Winton Attractions

On the Dinosaur Trail

Lark Quarry (www.dinosaurtrackways.com.au) is one of the most amazing fossil sites in the world, recording a dramatic moment in time 95 million years ago, when the hot, dusty area outside the town of Winton was once a small prehistoric lake. A large flesh-eating carnosaur trapped around 150 smaller coelurosaurs and ornithopods at the lake edge, causing them to flee in panic. It is the only surviving record of a dinosaur stampede on Earth. The tracks were undiscovered until 1962 and are now protected by conservation works that include an elevated walkway for best viewing and photography of the tracks. A lookout offers panoramic views over the vast Lark Quarry environmental park. There are also interpretive displays, picnic tables, and toilets.

Lark Quarry is 110km (69 miles) southwest of Winton, on the mostly unsealed Jundah Road, about a 2-hour drive. If you are driving yourself, check road conditions and directions with the Waltzing Matilda Centre (tel. 07/4657 1466) before setting out. Several companies operate tours from Winton and Longreach, including Carisbrooke Tours (tel. 07/4657 0084; www.carisbrooketours.com.au) and Outback Aussie Tours (tel. 1300 787 890 in Australia; www.oat.net.au). Lark Quarry is open daily from 9am to 4pm. Admission is A$11 adults, A$6 school-age children, and A$27 per family (take cash). Entry is by guided tour only, daily at 10am, noon, and 2pm. For more information call the Winton Visitor Information Centre (tel. 1300/665 115 in Australia, or 07/4657 1466).

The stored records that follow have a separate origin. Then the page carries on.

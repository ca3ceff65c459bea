use st_scancode::{to_ps2, Ps2Sequence, RawScancode};
use tracing::{debug, info, trace, warn};

use crate::config::{KeyboardConfig, UnmappedPolicy, RESET_COMMAND};
use crate::error::Result;
use crate::hal::{Delay, OutputPin, SerialLink};

/// One key event read from the keyboard, with its PS/2 translation.
#[derive(Debug, Clone, Copy, PartialEq, Eq)]
pub struct KeyEvent {
    pub raw: RawScancode,
    pub ps2: Ps2Sequence,
}

/// Driver for an Atari ST keyboard attached over a serial link.
///
/// Besides the data line the keyboard connector carries a reset line (active low) and the
/// floppy activity light, which is lit while its line is driven low.
#[derive(Debug)]
pub struct StKeyboard<S, L, R, D> {
    serial: S,
    light_pin: L,
    reset_pin: R,
    delay: D,
    config: KeyboardConfig,
    light_on: bool,
}

impl<S, L, R, D> StKeyboard<S, L, R, D>
where
    S: SerialLink,
    L: OutputPin,
    R: OutputPin,
    D: Delay,
{
    pub fn new(serial: S, light_pin: L, reset_pin: R, delay: D, config: KeyboardConfig) -> Self {
        Self {
            serial,
            light_pin,
            reset_pin,
            delay,
            config,
            light_on: false,
        }
    }

    /// Brings up the control lines and the link, then resets the keyboard.
    pub fn initialize(&mut self) -> Result<()> {
        self.reset_pin.set_high()?;
        self.set_floppy_light(false)?;
        self.serial.configure(self.config.baud_rate)?;

        self.delay.delay_ms(self.config.settle_ms);
        self.reset()?;
        self.delay.delay_ms(self.config.settle_ms);

        info!(
            baud = self.config.baud_rate,
            set = %self.config.scancode_set,
            "st keyboard initialized"
        );
        Ok(())
    }

    pub fn available(&self) -> usize {
        self.serial.available()
    }

    pub fn read(&mut self) -> Option<u8> {
        self.serial.read_byte()
    }

    /// Pulses the reset line, sends the reset command and throws away whatever the keyboard
    /// answers with.
    pub fn reset(&mut self) -> Result<()> {
        let pulse = self.config.reset_pulse_ms;
        self.reset_pin.set_high()?;
        self.delay.delay_ms(pulse);
        self.reset_pin.set_low()?;
        self.delay.delay_ms(pulse);
        self.reset_pin.set_high()?;

        for byte in RESET_COMMAND {
            self.serial.write_byte(byte)?;
        }

        self.delay.delay_ms(self.config.drain_ms);
        let mut discarded = 0usize;
        while self.serial.available() > 0 {
            if self.serial.read_byte().is_none() {
                break;
            }
            discarded += 1;
        }
        debug!(discarded, "st keyboard reset");
        Ok(())
    }

    pub fn floppy_light(&self) -> bool {
        self.light_on
    }

    pub fn set_floppy_light(&mut self, on: bool) -> Result<()> {
        // Inverted: low lights the LED.
        self.light_pin.set_level(!on)?;
        self.light_on = on;
        Ok(())
    }

    pub fn config(&self) -> &KeyboardConfig {
        &self.config
    }

    pub fn config_mut(&mut self) -> &mut KeyboardConfig {
        &mut self.config
    }

    pub fn serial(&self) -> &S {
        &self.serial
    }

    pub fn serial_mut(&mut self) -> &mut S {
        &mut self.serial
    }

    /// Reads and translates one byte, if any is pending.
    ///
    /// Unmapped keys are returned as well; the policy only applies to [`Self::pump`].
    pub fn poll(&mut self) -> Option<KeyEvent> {
        let code = self.serial.read_byte()?;
        let ps2 = to_ps2(code, self.config.scancode_set);
        trace!(raw = code, ps2 = %ps2, "st key event");
        Some(KeyEvent {
            raw: RawScancode(code),
            ps2,
        })
    }

    /// Translates every pending byte and appends the PS/2 bytes to `out`.
    ///
    /// Returns the number of events written.
    pub fn pump<E: Extend<u8>>(&mut self, out: &mut E) -> usize {
        let mut emitted = 0;
        while let Some(event) = self.poll() {
            if event.ps2.is_unmapped() && self.config.unmapped == UnmappedPolicy::Suppress {
                warn!(key = event.raw.key(), "no PS/2 mapping for st key; dropped");
                continue;
            }
            out.extend(event.ps2.bytes().iter().copied());
            emitted += 1;
        }
        emitted
    }

    pub fn into_parts(self) -> (S, L, R, D) {
        (self.serial, self.light_pin, self.reset_pin, self.delay)
    }
}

Dino fans will also like The Australian Age of Dinosaurs (tel. 07/4657 0078; www.aaodl.com), a working dinosaur museum about 20 minutes drive from Winton. Access to the fossil preparation laboratory and dinosaur bone display is only available through guided tours, but you can also get your hands dirty actually helping prep the fossils if you book ahead. Tours are at 9 and 11am, 1 and 3pm, and cost A$22 adults, A$11 children aged 5 to 16, or A$50 families. Working on fossils for a day costs A$82.

Outback Queensland's other major dinosaur sites are in the towns of Richmond and Hughenden. If you're a real enthusiast and intend to follow the "Dinosaur Trail" -- you'll need about a week to do it -- it's worth buying a Dino Pass for A$20 adults or A$50 per family. To see some great outback country, start your drive in Longreach and finish in Townsville, with perhaps a diversion to Mount Isa. Stop in Richmond to visit the Kronosaurus Korner Marine Fossil Museum (tel. 07/4741 3429; www.kronosauruskorner.com.au) to discover an ancient time when this area was a great inland sea.

Finally on to Hughenden, the start of the great ancient inland sea. (Take a side trip to Porcupine Gorge National Park, a spectacular sandstone gorge about 63km/33 miles from town.) The Flinders Discovery Centre (tel. 07/4741 1021) in Hughenden includes a 7m (23-ft.) replica of the Muttaburrasaurus langdoni (named after the town of Muttaburra, where the remains were found close to the Thomson River in 1963).

The Australia's Dinosaur Trail website, www.australiasdinosaurtrail.com.au, has information on all these attractions.